Obviously, according to the second and third parts of the above, once the network jitter anomaly, the default worst case of a thread will have about 8min retry time, which will cause other threads to block the Regionlockobject this global lock. In order to build a more stable, low-latency hbase system, the client parameters need to be adjusted in addition to various adjustments to server-side parameters:

1. Hbase.client.pause: Default is 100, can be reduced to 20

2. Hbase.client.retries.number: Default is 31, can be reduced to 21

After the modification, the above algorithm can calculate the pause time between each connection cluster retry is:

[20,40,60,100,200,400,800,2000,2000,2000,2000,4000,4000,...,4000]

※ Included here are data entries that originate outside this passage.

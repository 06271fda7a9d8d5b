use super::*;

/// Tests creating a notification.
///
/// Expected: Ok with the notification unread and carrying the reference
#[tokio::test]
async fn creates_unread_notification() -> Result<(), DbErr> {
    let test = TestBuilder::new()
        .with_table(entity::prelude::User)
        .with_table(entity::prelude::Notification)
        .build()
        .await
        .unwrap();
    let db = test.db.as_ref().unwrap();

    let user = factory::create_user(db).await?;
    let session_id = Uuid::new_v4();

    let repo = NotificationRepository::new(db);
    let notification = repo
        .create(
            user.id,
            TYPE_SESSION_CREATED,
            "A new session was scheduled".to_string(),
            Some(session_id),
        )
        .await?;

    assert_eq!(notification.user_id, user.id);
    assert_eq!(notification.kind, TYPE_SESSION_CREATED);
    assert_eq!(notification.reference_id, Some(session_id));
    assert!(!notification.is_read);

    Ok(())
}
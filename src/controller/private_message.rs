use axum::{
    extract::{Multipart, Path, Query, State},
    http::StatusCode,
    response::IntoResponse,
    Json,
};
use uuid::Uuid;

use crate::{
    controller::read_image_upload,
    error::AppError,
    middleware::auth::{AuthGuard, AuthUser},
    model::{
        api::{ErrorDto, PaginatedDto, PaginationParam},
        private_message::{ConversationDto, PrivateMessageDto, SendPrivateMessageDto},
    },
    service::{private_message::PrivateMessageService, storage::StorageService},
    state::AppState,
};

/// Tag for grouping direct message endpoints in OpenAPI documentation
pub static PRIVATE_MESSAGE_TAG: &str = "private-message";

/// Send a text message to a friend.
///
/// # Returns
/// - `201 Created` - Message sent
/// - `403 Forbidden` - No accepted friendship with the receiver
#[utoipa::path(
    post,
    path = "/friends/{friend_user_id}/messages",
    tag = PRIVATE_MESSAGE_TAG,
    params(
        ("friend_user_id" = Uuid, Path, description = "Friend's user ID")
    ),
    request_body = SendPrivateMessageDto,
    responses(
        (status = 201, description = "Message sent", body = PrivateMessageDto),
        (status = 400, description = "Empty content", body = ErrorDto),
        (status = 401, description = "Missing or invalid token", body = ErrorDto),
        (status = 403, description = "Not friends with the receiver", body = ErrorDto),
        (status = 500, description = "Internal server error", body = ErrorDto)
    ),
)]
pub async fn send_private_message(
    State(state): State<AppState>,
    user: AuthUser,
    Path(friend_user_id): Path<Uuid>,
    Json(payload): Json<SendPrivateMessageDto>,
) -> Result<impl IntoResponse, AppError> {
    let _ = AuthGuard::new(&state.db).require(user.id, &[]).await?;

    let storage = StorageService::new(&state.http_client, &state.config);

    let service = PrivateMessageService::new(&state.db);
    let message = service
        .send(&storage, user.id, friend_user_id, payload.content)
        .await?;

    Ok((StatusCode::CREATED, Json(message)))
}

/// Send an image message to a friend, optionally captioned.
#[utoipa::path(
    post,
    path = "/friends/{friend_user_id}/messages/image",
    tag = PRIVATE_MESSAGE_TAG,
    params(
        ("friend_user_id" = Uuid, Path, description = "Friend's user ID")
    ),
    responses(
        (status = 201, description = "Image message sent", body = PrivateMessageDto),
        (status = 400, description = "Missing file or non-image upload", body = ErrorDto),
        (status = 401, description = "Missing or invalid token", body = ErrorDto),
        (status = 403, description = "Not friends with the receiver", body = ErrorDto),
        (status = 500, description = "Internal server error", body = ErrorDto)
    ),
)]
pub async fn send_private_image_message(
    State(state): State<AppState>,
    user: AuthUser,
    Path(friend_user_id): Path<Uuid>,
    mut multipart: Multipart,
) -> Result<impl IntoResponse, AppError> {
    let _ = AuthGuard::new(&state.db).require(user.id, &[]).await?;

    let upload = read_image_upload(&mut multipart).await?;
    let storage = StorageService::new(&state.http_client, &state.config);

    let service = PrivateMessageService::new(&state.db);
    let message = service
        .send_image(
            &storage,
            user.id,
            friend_user_id,
            upload.caption,
            &upload.content_type,
            upload.data,
        )
        .await?;

    Ok((StatusCode::CREATED, Json(message)))
}

/// Get one page of the conversation with a friend, newest first.
#[utoipa::path(
    get,
    path = "/friends/{friend_user_id}/messages",
    tag = PRIVATE_MESSAGE_TAG,
    params(
        ("friend_user_id" = Uuid, Path, description = "Friend's user ID"),
        PaginationParam
    ),
    responses(
        (status = 200, description = "One page of the conversation", body = PaginatedDto<PrivateMessageDto>),
        (status = 401, description = "Missing or invalid token", body = ErrorDto),
        (status = 403, description = "Not friends with the counterpart", body = ErrorDto),
        (status = 500, description = "Internal server error", body = ErrorDto)
    ),
)]
pub async fn get_conversation(
    State(state): State<AppState>,
    user: AuthUser,
    Path(friend_user_id): Path<Uuid>,
    Query(params): Query<PaginationParam>,
) -> Result<impl IntoResponse, AppError> {
    let _ = AuthGuard::new(&state.db).require(user.id, &[]).await?;

    let storage = StorageService::new(&state.http_client, &state.config);

    let service = PrivateMessageService::new(&state.db);
    let page = service
        .conversation(&storage, user.id, friend_user_id, params.page(), params.size())
        .await?;

    Ok((StatusCode::OK, Json(page)))
}

/// Get the conversations overview: the latest message per counterpart.
#[utoipa::path(
    get,
    path = "/friends/conversations",
    tag = PRIVATE_MESSAGE_TAG,
    responses(
        (status = 200, description = "Latest message per counterpart", body = Vec<ConversationDto>),
        (status = 401, description = "Missing or invalid token", body = ErrorDto),
        (status = 500, description = "Internal server error", body = ErrorDto)
    ),
)]
pub async fn get_conversations(
    State(state): State<AppState>,
    user: AuthUser,
) -> Result<impl IntoResponse, AppError> {
    let _ = AuthGuard::new(&state.db).require(user.id, &[]).await?;

    let storage = StorageService::new(&state.http_client, &state.config);

    let service = PrivateMessageService::new(&state.db);
    let conversations = service.conversations(&storage, user.id).await?;

    Ok((StatusCode::OK, Json(conversations)))
}
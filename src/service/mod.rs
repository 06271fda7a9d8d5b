#[cfg(test)]
mod test;

pub mod auth_admin;
pub mod character_sheet;
pub mod event;
pub mod friend_request;
pub mod game;
pub mod join_request;
pub mod message;
pub mod notification;
pub mod private_message;
pub mod session;
pub mod storage;
pub mod theme;
pub mod user;
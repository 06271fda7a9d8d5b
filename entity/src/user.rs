//! User profile entity.
//!
//! The primary key is the auth provider's subject UUID, so no local ID
//! generation happens for users.

use sea_orm::entity::prelude::*;

#[derive(Clone, Debug, PartialEq, DeriveEntityModel)]
#[sea_orm(table_name = "users")]
pub struct Model {
    #[sea_orm(primary_key, auto_increment = false)]
    pub id: Uuid,
    #[sea_orm(unique)]
    pub email: String,
    #[sea_orm(unique)]
    pub nickname: String,
    #[sea_orm(column_type = "Text", nullable)]
    pub bio: Option<String>,
    pub preference: Option<String>,
    pub disponibility: Option<String>,
    pub profile_photo: Option<String>,
}

#[derive(Copy, Clone, Debug, EnumIter, DeriveRelation)]
pub enum Relation {
    #[sea_orm(has_many = "super::subscription::Entity")]
    Subscription,
    #[sea_orm(has_many = "super::message::Entity")]
    Message,
    #[sea_orm(has_many = "super::notification::Entity")]
    Notification,
    #[sea_orm(has_many = "super::character_sheet::Entity")]
    CharacterSheet,
    #[sea_orm(has_many = "super::join_request::Entity")]
    JoinRequest,
}

impl Related<super::subscription::Entity> for Entity {
    fn to() -> RelationDef {
        Relation::Subscription.def()
    }
}

impl Related<super::message::Entity> for Entity {
    fn to() -> RelationDef {
        Relation::Message.def()
    }
}

impl Related<super::notification::Entity> for Entity {
    fn to() -> RelationDef {
        Relation::Notification.def()
    }
}

impl Related<super::character_sheet::Entity> for Entity {
    fn to() -> RelationDef {
        Relation::CharacterSheet.def()
    }
}

impl Related<super::join_request::Entity> for Entity {
    fn to() -> RelationDef {
        Relation::JoinRequest.def()
    }
}

impl ActiveModelBehavior for ActiveModel {}
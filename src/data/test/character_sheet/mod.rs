use crate::data::character_sheet::CharacterSheetRepository;
use crate::model::character_sheet::{CreateCharacterSheetDto, UpdateCharacterSheetDto};
use sea_orm::DbErr;
use test_utils::builder::TestBuilder;
use test_utils::factory;

mod create;
mod find_by_game;
mod set_photo;
mod update;
use super::*;

/// Tests listing attendance rows of a session with member profiles.
///
/// Expected: Ok with one row per responder and the user joined
#[tokio::test]
async fn returns_rows_with_profiles() -> Result<(), DbErr> {
    let test = TestBuilder::new()
        .with_schedule_tables()
        .build()
        .await
        .unwrap();
    let db = test.db.as_ref().unwrap();

    let game = factory::create_game(db).await?;
    let session = factory::create_session(db, game.id).await?;

    let confirmed = factory::create_user(db).await?;
    let declined = factory::create_user(db).await?;

    let repo = SessionAttendanceRepository::new(db);
    repo.upsert(confirmed.id, session.id, Some(true)).await?;
    repo.upsert(declined.id, session.id, Some(false)).await?;

    let rows = repo.find_by_session(session.id).await?;

    assert_eq!(rows.len(), 2);
    assert!(rows.iter().all(|(_, user)| user.is_some()));

    let marks: Vec<Option<bool>> = rows.iter().map(|(a, _)| a.confirm_assist).collect();
    assert!(marks.contains(&Some(true)));
    assert!(marks.contains(&Some(false)));

    Ok(())
}
use super::*;

/// Tests storing a profile photo path.
///
/// Expected: Ok with the path persisted on the user row
#[tokio::test]
async fn stores_photo_path() -> Result<(), DbErr> {
    let test = TestBuilder::new()
        .with_table(entity::prelude::User)
        .build()
        .await
        .unwrap();
    let db = test.db.as_ref().unwrap();

    let user = factory::create_user(db).await?;

    let repo = UserRepository::new(db);
    repo.set_profile_photo(user.id, Some(format!("{}/avatar.png", user.id)))
        .await?;

    let reloaded = repo.find_by_id(user.id).await?.unwrap();
    assert_eq!(
        reloaded.profile_photo,
        Some(format!("{}/avatar.png", user.id))
    );

    Ok(())
}

/// Tests clearing a stored profile photo path.
///
/// Expected: Ok with the path removed from the user row
#[tokio::test]
async fn clears_photo_path() -> Result<(), DbErr> {
    let test = TestBuilder::new()
        .with_table(entity::prelude::User)
        .build()
        .await
        .unwrap();
    let db = test.db.as_ref().unwrap();

    let user = factory::create_user(db).await?;

    let repo = UserRepository::new(db);
    repo.set_profile_photo(user.id, Some("some/path.png".to_string()))
        .await?;
    repo.set_profile_photo(user.id, None).await?;

    let reloaded = repo.find_by_id(user.id).await?.unwrap();
    assert!(reloaded.profile_photo.is_none());

    Ok(())
}
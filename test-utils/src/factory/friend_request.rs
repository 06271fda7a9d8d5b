//! Friend request factory.

use chrono::Utc;
use sea_orm::{ActiveModelTrait, ActiveValue, DatabaseConnection, DbErr};
use uuid::Uuid;

/// Factory for creating test friend requests with customizable fields.
pub struct FriendRequestFactory<'a> {
    db: &'a DatabaseConnection,
    sender_id: Uuid,
    receiver_id: Uuid,
    status: String,
}

impl<'a> FriendRequestFactory<'a> {
    /// Creates a new FriendRequestFactory with default values.
    ///
    /// Defaults:
    /// - status: `"PENDING"`
    pub fn new(db: &'a DatabaseConnection, sender_id: Uuid, receiver_id: Uuid) -> Self {
        Self {
            db,
            sender_id,
            receiver_id,
            status: "PENDING".to_string(),
        }
    }

    /// Sets the request status.
    pub fn status(mut self, status: impl Into<String>) -> Self {
        self.status = status.into();
        self
    }

    /// Builds and inserts the friend request entity into the database.
    pub async fn build(self) -> Result<entity::friend_request::Model, DbErr> {
        entity::friend_request::ActiveModel {
            id: ActiveValue::Set(Uuid::new_v4()),
            sender_id: ActiveValue::Set(self.sender_id),
            receiver_id: ActiveValue::Set(self.receiver_id),
            status: ActiveValue::Set(self.status),
            created_at: ActiveValue::Set(Utc::now()),
        }
        .insert(self.db)
        .await
    }
}

/// Creates a PENDING friend request with default values.
pub async fn create_friend_request(
    db: &DatabaseConnection,
    sender_id: Uuid,
    receiver_id: Uuid,
) -> Result<entity::friend_request::Model, DbErr> {
    FriendRequestFactory::new(db, sender_id, receiver_id)
        .build()
        .await
}

/// Creates an ACCEPTED friend request, i.e. an established friendship.
pub async fn create_friendship(
    db: &DatabaseConnection,
    sender_id: Uuid,
    receiver_id: Uuid,
) -> Result<entity::friend_request::Model, DbErr> {
    FriendRequestFactory::new(db, sender_id, receiver_id)
        .status("ACCEPTED")
        .build()
        .await
}
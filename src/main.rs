mod config;
mod controller;
mod data;
mod error;
mod middleware;
mod model;
mod router;
mod service;
mod startup;
mod state;

use std::sync::Arc;

use config::Config;
use error::AppError;
use state::AppState;

#[tokio::main]
async fn main() -> Result<(), AppError> {
    dotenvy::dotenv().ok();

    tracing_subscriber::fmt()
        .with_env_filter(
            tracing_subscriber::EnvFilter::try_from_default_env()
                .unwrap_or_else(|_| "questlog=info,tower_http=info".into()),
        )
        .init();

    let config = Config::from_env()?;

    let db = startup::connect_to_database(&config).await?;
    let http_client = startup::setup_reqwest_client()?;

    let addr = format!("{}:{}", config.host, config.port);

    let state = AppState::new(db, http_client, Arc::new(config));
    let app = router::router().with_state(state);

    tracing::info!("Listening on {}", addr);

    let listener = tokio::net::TcpListener::bind(&addr)
        .await
        .map_err(|err| AppError::InternalError(format!("Failed to bind {}: {}", addr, err)))?;

    axum::serve(listener, app)
        .await
        .map_err(|err| AppError::InternalError(format!("Server error: {}", err)))?;

    Ok(())
}
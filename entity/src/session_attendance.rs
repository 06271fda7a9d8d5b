//! Per-user attendance mark for a session.
//!
//! `confirm_assist` is tri-state: `None` until the player answers, then
//! `Some(true)` or `Some(false)`.

use sea_orm::entity::prelude::*;

#[derive(Clone, Debug, PartialEq, DeriveEntityModel)]
#[sea_orm(table_name = "users_sessions")]
pub struct Model {
    #[sea_orm(primary_key, auto_increment = false)]
    pub user_id: Uuid,
    #[sea_orm(primary_key, auto_increment = false)]
    pub session_id: Uuid,
    pub confirm_assist: Option<bool>,
}

#[derive(Copy, Clone, Debug, EnumIter, DeriveRelation)]
pub enum Relation {
    #[sea_orm(
        belongs_to = "super::user::Entity",
        from = "Column::UserId",
        to = "super::user::Column::Id"
    )]
    User,
    #[sea_orm(
        belongs_to = "super::session::Entity",
        from = "Column::SessionId",
        to = "super::session::Column::Id"
    )]
    Session,
}

impl Related<super::user::Entity> for Entity {
    fn to() -> RelationDef {
        Relation::User.def()
    }
}

impl Related<super::session::Entity> for Entity {
    fn to() -> RelationDef {
        Relation::Session.def()
    }
}

impl ActiveModelBehavior for ActiveModel {}
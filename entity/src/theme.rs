use sea_orm::entity::prelude::*;

#[derive(Clone, Debug, PartialEq, DeriveEntityModel)]
#[sea_orm(table_name = "themes")]
pub struct Model {
    #[sea_orm(primary_key, auto_increment = false)]
    pub id: Uuid,
    pub name: String,
    #[sea_orm(column_type = "Text", nullable)]
    pub description: Option<String>,
    pub theme_photo: Option<String>,
}

#[derive(Copy, Clone, Debug, EnumIter, DeriveRelation)]
pub enum Relation {
    #[sea_orm(has_many = "super::game::Entity")]
    Game,
}

impl Related<super::game::Entity> for Entity {
    fn to() -> RelationDef {
        Relation::Game.def()
    }
}

impl ActiveModelBehavior for ActiveModel {}
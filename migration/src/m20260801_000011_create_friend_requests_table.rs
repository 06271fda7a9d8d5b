use sea_orm_migration::{prelude::*, schema::*};

use super::m20260801_000001_create_users_table::Users;

#[derive(DeriveMigrationName)]
pub struct Migration;

#[async_trait::async_trait]
impl MigrationTrait for Migration {
    async fn up(&self, manager: &SchemaManager) -> Result<(), DbErr> {
        manager
            .create_table(
                Table::create()
                    .table(FriendRequests::Table)
                    .if_not_exists()
                    .col(pk_uuid(FriendRequests::Id))
                    .col(uuid(FriendRequests::SenderId))
                    .col(uuid(FriendRequests::ReceiverId))
                    .col(string(FriendRequests::Status))
                    .col(timestamp_with_time_zone(FriendRequests::CreatedAt))
                    .foreign_key(
                        ForeignKey::create()
                            .name("fk_friend_requests_sender_id")
                            .from(FriendRequests::Table, FriendRequests::SenderId)
                            .to(Users::Table, Users::Id)
                            .on_delete(ForeignKeyAction::Cascade)
                            .on_update(ForeignKeyAction::Cascade),
                    )
                    .foreign_key(
                        ForeignKey::create()
                            .name("fk_friend_requests_receiver_id")
                            .from(FriendRequests::Table, FriendRequests::ReceiverId)
                            .to(Users::Table, Users::Id)
                            .on_delete(ForeignKeyAction::Cascade)
                            .on_update(ForeignKeyAction::Cascade),
                    )
                    .to_owned(),
            )
            .await
    }

    async fn down(&self, manager: &SchemaManager) -> Result<(), DbErr> {
        manager
            .drop_table(Table::drop().table(FriendRequests::Table).to_owned())
            .await
    }
}

#[derive(DeriveIden)]
pub enum FriendRequests {
    Table,
    Id,
    SenderId,
    ReceiverId,
    Status,
    CreatedAt,
}
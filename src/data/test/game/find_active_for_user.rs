use super::*;

/// Tests listing the games a user actively belongs to.
///
/// Verifies that inactive memberships and soft-deleted games are skipped.
///
/// Expected: Ok with only games backed by an active membership
#[tokio::test]
async fn returns_only_active_memberships() -> Result<(), DbErr> {
    let test = TestBuilder::new().with_game_tables().build().await.unwrap();
    let db = test.db.as_ref().unwrap();

    let user = factory::create_user(db).await?;

    let joined = factory::game::GameFactory::new(db)
        .name("Active Table")
        .build()
        .await?;
    factory::subscription::create_subscription(db, user.id, joined.id).await?;

    let left = factory::game::GameFactory::new(db)
        .name("Left Table")
        .build()
        .await?;
    factory::subscription::SubscriptionFactory::new(db, user.id, left.id)
        .is_active(false)
        .build()
        .await?;

    let deleted = factory::game::GameFactory::new(db)
        .name("Deleted Table")
        .is_deleted(true)
        .build()
        .await?;
    factory::subscription::create_subscription(db, user.id, deleted.id).await?;

    let repo = GameRepository::new(db);
    let games = repo.find_active_for_user(user.id).await?;

    assert_eq!(games.len(), 1);
    assert_eq!(games[0].name, "Active Table");

    Ok(())
}

/// Tests listing games for a user with no memberships.
///
/// Expected: Ok with empty vector
#[tokio::test]
async fn returns_empty_for_no_memberships() -> Result<(), DbErr> {
    let test = TestBuilder::new().with_game_tables().build().await.unwrap();
    let db = test.db.as_ref().unwrap();

    let user = factory::create_user(db).await?;

    let repo = GameRepository::new(db);
    let games = repo.find_active_for_user(user.id).await?;

    assert!(games.is_empty());

    Ok(())
}
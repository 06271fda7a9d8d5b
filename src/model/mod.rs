//! API data transfer objects.
//!
//! DTOs are the only types that cross the HTTP boundary. Each module pairs
//! response DTOs with the request payloads for its resource; conversion from
//! entity models happens in the service layer, which also resolves stored
//! photo paths to public storage URLs.

pub mod api;
pub mod character_sheet;
pub mod event;
pub mod friend_request;
pub mod game;
pub mod join_request;
pub mod message;
pub mod notification;
pub mod private_message;
pub mod session;
pub mod subscription;
pub mod theme;
pub mod user;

The client retries 20 times within 1min and then discards the connection to the cluster, which in turn gives the global lock to other threads to perform other requests.

Summarize

This article from a client exception, through the stack analysis, source tracking, reasonable inference, on the one hand, the sharing program to organize the location of the exception, on the one hand, the retry mechanism of HBase RPC and client parameter optimization. Finally, I hope to join you in embracing the advent of the big data era and hope that through our efforts we will be able to get to know hbase! More wonderful sharing please pay attention to NetEase Video Cloud official website (http://vcloud.163.com/) or NetEase video cloud official (vcloud163).


NetEase Video Cloud: HBase problem Diagnosis case A-client read-write blocking exception

Contact Us

The content source of this page is from Internet, which doesn't represent Alibaba Cloud's opinion; products and services mentioned on that page don't have any relationship with Alibaba Cloud. If the content of the page makes you feel confusing, please write us an email, we will handle the problem within 5 days after receiving your email.

If you find any instances of plagiarism from the community, please send an email to: info-contact@alibabacloud.com and provide relevant evidence. A staff member will contact you within 5 working days.

A Free Trial That Lets You Build Big!

Start building with 50+ products and up to 12 months usage for Elastic Compute Service

  • Sales Support

    1 on 1 presale consultation

  • After-Sales Support

    24/7 Technical Support 6 Free Tickets per Quarter Faster Response

  • Alibaba Cloud offers highly flexible support services tailored to meet your exact needs.